- _ACTION ITEM_
Every line in the records below with the string "reconciliation" is to be copied out.

(Beginning of EXERCISE DATA)

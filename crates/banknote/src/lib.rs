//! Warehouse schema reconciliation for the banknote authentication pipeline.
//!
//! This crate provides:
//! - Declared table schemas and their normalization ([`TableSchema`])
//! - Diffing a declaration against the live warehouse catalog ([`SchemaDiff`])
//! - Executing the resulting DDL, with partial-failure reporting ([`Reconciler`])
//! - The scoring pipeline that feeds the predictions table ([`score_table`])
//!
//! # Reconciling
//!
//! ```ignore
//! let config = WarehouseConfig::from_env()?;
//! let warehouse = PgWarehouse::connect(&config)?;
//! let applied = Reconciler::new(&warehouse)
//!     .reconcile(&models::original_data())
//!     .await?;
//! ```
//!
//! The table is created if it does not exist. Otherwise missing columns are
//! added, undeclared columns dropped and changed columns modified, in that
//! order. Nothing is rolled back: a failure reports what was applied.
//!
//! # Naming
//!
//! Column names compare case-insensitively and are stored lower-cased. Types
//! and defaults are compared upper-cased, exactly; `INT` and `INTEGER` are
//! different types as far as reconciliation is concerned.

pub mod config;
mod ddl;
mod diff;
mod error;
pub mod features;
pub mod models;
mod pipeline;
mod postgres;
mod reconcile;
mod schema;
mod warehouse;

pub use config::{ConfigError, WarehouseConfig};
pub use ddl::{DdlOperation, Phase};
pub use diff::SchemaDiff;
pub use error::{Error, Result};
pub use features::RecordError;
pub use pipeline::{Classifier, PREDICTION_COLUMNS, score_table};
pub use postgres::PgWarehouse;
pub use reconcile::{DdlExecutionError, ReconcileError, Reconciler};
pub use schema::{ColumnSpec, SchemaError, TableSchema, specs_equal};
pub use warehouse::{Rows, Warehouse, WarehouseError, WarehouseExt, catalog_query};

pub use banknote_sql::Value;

(End of EXERCISE DATA)

- _EXERCISE ANSWER_
//! Warehouse schema reconciliation for the banknote authentication pipeline.
//! different types as far as reconciliation is concerned.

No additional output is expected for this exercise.